----- INPUT RECORDS -----

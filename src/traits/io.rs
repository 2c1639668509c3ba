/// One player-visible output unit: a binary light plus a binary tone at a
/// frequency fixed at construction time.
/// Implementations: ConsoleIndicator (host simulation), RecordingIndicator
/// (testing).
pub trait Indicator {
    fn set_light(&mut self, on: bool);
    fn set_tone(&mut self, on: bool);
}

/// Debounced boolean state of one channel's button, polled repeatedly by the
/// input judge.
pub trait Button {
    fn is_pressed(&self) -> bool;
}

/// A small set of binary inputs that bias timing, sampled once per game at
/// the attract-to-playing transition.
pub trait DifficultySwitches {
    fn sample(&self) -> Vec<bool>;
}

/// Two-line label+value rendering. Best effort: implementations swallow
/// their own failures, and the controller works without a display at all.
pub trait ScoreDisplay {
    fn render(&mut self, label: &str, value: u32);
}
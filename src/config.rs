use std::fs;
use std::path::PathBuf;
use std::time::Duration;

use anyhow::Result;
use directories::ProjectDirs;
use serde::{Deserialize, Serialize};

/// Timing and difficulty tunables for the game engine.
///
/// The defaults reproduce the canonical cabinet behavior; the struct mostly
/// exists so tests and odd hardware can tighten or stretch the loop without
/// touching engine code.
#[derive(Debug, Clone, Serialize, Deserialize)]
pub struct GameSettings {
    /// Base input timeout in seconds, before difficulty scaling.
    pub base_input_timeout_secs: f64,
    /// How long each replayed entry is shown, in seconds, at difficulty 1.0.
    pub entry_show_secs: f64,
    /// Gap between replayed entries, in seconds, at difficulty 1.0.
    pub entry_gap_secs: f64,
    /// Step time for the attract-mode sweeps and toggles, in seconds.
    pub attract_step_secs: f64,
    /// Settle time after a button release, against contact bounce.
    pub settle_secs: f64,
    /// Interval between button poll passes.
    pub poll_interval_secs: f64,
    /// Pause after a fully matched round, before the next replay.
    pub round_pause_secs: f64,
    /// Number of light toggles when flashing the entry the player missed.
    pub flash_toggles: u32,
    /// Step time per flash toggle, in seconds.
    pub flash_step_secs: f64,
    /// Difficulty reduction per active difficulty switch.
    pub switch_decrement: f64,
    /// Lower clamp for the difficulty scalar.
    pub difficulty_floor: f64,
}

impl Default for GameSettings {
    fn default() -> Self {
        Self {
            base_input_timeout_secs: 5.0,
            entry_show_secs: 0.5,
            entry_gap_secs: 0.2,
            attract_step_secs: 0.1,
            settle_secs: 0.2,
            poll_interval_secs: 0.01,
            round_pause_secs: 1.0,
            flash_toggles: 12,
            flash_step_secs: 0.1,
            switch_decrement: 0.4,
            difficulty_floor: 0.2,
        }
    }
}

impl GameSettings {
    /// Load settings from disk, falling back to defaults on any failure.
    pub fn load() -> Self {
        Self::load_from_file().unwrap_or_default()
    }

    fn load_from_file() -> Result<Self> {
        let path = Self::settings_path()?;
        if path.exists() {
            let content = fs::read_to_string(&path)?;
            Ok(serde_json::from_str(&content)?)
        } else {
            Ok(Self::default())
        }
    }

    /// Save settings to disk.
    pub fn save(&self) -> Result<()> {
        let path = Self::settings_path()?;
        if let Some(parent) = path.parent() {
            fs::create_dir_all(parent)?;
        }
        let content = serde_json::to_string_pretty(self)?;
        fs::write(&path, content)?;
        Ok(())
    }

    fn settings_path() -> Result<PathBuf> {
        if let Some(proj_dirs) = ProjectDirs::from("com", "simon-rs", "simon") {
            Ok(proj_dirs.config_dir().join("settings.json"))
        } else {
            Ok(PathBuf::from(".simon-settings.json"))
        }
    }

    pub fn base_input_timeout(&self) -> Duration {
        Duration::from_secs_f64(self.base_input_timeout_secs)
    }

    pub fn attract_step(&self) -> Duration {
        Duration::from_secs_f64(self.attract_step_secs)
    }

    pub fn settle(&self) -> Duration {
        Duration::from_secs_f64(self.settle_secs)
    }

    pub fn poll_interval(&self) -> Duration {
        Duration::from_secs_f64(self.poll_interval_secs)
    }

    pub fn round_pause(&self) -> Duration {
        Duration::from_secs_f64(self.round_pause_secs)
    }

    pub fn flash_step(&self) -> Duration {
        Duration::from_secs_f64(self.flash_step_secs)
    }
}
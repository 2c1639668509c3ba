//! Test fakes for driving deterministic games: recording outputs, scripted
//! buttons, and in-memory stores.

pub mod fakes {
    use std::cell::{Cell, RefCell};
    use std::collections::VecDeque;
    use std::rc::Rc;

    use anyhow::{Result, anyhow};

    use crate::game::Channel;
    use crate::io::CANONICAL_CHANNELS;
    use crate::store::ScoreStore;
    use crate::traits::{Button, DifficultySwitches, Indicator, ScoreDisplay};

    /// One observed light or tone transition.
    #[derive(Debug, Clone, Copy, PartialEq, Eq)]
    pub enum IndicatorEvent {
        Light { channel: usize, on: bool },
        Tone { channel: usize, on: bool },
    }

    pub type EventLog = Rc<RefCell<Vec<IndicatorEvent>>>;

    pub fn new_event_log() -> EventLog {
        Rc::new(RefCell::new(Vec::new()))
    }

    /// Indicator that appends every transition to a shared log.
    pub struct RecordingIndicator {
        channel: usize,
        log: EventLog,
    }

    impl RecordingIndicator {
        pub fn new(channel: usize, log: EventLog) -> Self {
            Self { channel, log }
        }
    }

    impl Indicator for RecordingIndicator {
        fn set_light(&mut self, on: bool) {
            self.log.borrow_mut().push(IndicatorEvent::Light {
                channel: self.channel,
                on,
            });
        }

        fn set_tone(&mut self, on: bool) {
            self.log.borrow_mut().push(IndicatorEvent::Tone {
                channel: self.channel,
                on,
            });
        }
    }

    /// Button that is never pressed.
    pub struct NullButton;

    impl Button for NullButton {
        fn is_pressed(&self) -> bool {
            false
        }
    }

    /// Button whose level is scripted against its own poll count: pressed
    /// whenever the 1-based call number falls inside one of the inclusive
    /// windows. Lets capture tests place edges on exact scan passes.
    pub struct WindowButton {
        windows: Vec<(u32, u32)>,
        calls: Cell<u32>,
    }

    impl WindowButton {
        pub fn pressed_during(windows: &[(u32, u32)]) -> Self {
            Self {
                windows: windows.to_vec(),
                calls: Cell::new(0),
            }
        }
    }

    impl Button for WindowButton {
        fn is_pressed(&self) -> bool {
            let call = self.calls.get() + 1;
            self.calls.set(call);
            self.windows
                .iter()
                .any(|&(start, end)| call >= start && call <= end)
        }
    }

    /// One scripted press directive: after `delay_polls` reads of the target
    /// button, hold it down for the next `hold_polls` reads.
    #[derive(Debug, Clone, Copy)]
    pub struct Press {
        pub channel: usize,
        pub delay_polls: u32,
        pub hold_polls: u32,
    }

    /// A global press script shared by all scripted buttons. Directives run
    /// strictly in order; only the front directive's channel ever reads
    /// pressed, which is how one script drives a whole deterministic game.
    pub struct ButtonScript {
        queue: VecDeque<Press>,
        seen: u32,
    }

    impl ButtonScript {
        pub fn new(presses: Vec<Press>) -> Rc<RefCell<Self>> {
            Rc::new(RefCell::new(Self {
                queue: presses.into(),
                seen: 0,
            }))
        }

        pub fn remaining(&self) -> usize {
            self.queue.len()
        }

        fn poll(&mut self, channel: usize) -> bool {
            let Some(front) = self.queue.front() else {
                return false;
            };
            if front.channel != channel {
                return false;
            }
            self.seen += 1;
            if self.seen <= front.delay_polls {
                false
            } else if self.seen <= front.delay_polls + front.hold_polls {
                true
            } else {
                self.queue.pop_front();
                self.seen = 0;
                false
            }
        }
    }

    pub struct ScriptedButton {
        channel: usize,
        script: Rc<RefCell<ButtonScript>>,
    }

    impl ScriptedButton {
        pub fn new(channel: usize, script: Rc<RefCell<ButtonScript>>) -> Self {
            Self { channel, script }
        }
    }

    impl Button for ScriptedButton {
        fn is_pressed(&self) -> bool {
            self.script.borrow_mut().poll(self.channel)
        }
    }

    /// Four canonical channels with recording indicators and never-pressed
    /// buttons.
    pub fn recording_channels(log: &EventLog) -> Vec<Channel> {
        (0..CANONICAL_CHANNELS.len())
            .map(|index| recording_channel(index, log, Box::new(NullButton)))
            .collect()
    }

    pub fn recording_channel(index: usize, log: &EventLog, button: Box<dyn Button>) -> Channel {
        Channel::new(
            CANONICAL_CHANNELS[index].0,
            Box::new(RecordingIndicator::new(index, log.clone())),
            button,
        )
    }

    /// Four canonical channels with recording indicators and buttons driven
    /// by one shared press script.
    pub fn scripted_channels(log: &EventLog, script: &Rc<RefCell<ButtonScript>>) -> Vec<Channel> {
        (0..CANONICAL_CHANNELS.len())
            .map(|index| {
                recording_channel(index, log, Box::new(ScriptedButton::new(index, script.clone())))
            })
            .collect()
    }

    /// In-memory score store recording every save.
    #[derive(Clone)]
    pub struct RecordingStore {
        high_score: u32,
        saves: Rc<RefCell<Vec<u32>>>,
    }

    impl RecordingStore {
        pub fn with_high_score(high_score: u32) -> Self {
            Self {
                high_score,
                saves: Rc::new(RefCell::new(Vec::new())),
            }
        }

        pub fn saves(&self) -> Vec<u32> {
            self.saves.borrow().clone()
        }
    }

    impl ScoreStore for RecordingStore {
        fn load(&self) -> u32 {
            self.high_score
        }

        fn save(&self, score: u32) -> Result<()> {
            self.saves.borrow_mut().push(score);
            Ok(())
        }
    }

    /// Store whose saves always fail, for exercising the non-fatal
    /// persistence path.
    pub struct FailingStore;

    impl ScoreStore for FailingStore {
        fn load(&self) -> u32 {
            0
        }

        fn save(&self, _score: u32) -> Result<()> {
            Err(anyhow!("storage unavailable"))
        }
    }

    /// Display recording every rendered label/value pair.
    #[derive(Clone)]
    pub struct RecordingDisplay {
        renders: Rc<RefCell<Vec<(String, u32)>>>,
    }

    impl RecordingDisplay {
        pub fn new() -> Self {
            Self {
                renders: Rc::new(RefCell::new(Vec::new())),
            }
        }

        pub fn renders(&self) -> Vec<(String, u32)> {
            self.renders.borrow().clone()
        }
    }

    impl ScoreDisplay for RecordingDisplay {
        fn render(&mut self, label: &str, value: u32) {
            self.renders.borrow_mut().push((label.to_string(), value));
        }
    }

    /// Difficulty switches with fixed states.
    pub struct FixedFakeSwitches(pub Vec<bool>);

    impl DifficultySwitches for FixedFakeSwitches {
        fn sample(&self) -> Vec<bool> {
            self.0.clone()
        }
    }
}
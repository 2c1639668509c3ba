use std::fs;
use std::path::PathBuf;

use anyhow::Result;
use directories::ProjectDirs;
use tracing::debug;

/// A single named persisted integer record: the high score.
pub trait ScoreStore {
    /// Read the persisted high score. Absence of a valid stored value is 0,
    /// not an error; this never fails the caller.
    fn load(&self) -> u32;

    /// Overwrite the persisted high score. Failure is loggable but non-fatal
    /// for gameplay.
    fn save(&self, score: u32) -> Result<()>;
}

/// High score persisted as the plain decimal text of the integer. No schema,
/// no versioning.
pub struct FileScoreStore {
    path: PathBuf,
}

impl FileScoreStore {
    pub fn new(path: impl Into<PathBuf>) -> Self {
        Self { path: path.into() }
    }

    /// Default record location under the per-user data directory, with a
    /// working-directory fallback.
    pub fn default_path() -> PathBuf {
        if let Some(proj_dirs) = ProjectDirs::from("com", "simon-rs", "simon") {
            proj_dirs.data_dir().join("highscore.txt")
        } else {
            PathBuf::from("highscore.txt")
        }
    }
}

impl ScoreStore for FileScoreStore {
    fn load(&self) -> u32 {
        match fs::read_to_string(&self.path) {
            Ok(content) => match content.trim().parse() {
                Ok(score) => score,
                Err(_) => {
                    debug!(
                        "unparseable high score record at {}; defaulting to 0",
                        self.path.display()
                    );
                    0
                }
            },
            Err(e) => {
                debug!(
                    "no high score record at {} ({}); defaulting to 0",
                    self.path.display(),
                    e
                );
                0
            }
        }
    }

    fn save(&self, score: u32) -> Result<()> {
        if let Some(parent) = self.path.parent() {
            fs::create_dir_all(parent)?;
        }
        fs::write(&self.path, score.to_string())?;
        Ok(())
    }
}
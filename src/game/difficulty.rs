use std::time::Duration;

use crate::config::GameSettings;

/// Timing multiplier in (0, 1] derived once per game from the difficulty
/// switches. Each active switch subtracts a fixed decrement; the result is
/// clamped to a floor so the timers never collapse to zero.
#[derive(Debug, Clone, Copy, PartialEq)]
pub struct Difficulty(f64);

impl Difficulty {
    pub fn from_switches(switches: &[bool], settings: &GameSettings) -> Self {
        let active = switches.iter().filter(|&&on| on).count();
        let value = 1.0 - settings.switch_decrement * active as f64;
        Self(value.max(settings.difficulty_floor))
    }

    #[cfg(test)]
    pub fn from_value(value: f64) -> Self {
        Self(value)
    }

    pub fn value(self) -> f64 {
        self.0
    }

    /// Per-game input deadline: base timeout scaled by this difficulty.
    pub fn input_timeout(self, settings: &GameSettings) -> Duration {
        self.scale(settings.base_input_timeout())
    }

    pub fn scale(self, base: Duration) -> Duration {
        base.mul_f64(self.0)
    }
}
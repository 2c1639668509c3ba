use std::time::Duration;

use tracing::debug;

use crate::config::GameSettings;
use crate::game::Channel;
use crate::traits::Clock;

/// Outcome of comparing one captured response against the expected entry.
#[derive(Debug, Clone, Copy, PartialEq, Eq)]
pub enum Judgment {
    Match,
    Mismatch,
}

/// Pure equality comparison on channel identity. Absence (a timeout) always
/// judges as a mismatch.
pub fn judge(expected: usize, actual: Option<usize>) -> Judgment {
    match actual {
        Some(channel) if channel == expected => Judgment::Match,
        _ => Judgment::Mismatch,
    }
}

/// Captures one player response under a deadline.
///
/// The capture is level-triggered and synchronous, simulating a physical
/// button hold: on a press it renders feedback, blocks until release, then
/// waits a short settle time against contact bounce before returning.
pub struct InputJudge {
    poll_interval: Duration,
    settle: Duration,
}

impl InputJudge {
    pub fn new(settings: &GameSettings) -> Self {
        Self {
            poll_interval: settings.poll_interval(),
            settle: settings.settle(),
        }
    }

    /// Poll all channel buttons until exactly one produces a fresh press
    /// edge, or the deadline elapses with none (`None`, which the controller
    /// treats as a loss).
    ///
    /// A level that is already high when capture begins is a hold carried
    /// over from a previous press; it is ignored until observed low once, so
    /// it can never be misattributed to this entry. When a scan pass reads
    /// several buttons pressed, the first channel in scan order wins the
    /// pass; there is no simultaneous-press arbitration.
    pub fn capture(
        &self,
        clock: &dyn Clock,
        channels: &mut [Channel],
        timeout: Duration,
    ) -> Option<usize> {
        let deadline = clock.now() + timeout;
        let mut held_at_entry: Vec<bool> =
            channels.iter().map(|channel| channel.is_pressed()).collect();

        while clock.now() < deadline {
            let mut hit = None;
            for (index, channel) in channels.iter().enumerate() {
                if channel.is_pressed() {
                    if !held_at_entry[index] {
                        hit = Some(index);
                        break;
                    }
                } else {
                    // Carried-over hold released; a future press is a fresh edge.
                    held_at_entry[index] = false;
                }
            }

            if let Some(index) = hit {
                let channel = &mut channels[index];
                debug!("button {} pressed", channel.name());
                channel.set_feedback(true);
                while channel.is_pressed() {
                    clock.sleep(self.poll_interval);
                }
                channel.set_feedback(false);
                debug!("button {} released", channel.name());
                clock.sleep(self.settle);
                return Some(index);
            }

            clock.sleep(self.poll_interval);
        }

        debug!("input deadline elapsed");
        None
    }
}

-----

WHAT THIS TASK INVOLVES: For each line above that carries the word "expected", copy it out.

WRITTEN RESPONSE:
/// Outcome of comparing one captured response against the expected entry.
pub fn judge(expected: usize, actual: Option<usize>) -> Judgment {
        Some(channel) if channel == expected => Judgment::Match,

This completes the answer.